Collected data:
* * * * * * * * *

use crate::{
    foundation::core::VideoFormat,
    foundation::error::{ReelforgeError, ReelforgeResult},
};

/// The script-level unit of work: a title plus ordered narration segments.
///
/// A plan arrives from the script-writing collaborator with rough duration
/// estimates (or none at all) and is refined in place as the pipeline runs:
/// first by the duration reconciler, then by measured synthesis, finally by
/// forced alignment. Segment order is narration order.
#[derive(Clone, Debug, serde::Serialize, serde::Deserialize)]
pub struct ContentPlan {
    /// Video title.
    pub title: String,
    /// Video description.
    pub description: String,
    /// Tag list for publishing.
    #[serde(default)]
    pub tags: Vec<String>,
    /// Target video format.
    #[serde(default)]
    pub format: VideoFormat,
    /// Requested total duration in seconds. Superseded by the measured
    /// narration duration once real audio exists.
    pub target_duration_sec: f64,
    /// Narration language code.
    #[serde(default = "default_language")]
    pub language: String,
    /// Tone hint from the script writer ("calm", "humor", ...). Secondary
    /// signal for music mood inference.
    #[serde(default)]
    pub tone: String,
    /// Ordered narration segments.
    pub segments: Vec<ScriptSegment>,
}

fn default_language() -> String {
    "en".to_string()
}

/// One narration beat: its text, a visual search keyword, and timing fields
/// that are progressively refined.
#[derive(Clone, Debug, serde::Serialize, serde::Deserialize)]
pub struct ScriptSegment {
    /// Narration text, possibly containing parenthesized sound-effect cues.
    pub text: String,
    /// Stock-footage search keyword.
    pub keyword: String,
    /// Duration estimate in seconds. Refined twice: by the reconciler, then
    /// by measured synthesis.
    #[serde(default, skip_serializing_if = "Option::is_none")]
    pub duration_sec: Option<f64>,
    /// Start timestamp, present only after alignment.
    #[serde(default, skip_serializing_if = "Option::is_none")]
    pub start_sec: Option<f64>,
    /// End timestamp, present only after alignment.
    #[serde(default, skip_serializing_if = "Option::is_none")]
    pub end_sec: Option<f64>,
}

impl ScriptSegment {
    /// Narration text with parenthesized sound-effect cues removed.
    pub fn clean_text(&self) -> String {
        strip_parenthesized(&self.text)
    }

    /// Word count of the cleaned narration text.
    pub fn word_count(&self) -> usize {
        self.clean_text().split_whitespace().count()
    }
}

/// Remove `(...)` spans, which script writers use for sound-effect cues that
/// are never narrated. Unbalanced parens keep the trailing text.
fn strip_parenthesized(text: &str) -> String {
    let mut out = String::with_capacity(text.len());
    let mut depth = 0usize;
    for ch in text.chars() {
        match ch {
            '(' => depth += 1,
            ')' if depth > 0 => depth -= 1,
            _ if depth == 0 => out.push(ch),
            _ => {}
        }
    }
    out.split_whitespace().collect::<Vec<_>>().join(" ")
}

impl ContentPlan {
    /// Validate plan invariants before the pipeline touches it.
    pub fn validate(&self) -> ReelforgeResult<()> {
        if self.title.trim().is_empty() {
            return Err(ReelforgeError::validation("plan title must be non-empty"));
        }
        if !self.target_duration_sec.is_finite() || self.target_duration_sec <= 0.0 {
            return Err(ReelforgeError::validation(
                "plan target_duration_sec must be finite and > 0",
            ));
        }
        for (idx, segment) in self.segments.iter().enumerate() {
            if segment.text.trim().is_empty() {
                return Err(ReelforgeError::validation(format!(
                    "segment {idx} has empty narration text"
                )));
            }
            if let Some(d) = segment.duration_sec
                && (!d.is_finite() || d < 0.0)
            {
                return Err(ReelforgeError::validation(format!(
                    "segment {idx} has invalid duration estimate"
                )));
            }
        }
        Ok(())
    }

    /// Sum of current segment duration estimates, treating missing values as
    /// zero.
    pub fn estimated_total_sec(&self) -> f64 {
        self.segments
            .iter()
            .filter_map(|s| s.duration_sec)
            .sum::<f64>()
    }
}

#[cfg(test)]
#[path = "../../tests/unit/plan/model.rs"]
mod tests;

* * * * * * * * *

_Required work:_
Beginning at the first line of the records, give again each line exactly as written, ending with the line that contains "estimates (or none".

_Solution for this task:_
use crate::{
    foundation::core::VideoFormat,
    foundation::error::{ReelforgeError, ReelforgeResult},
};

/// The script-level unit of work: a title plus ordered narration segments.
///
/// A plan arrives from the script-writing collaborator with rough duration
/// estimates (or none at all) and is refined in place as the pipeline runs:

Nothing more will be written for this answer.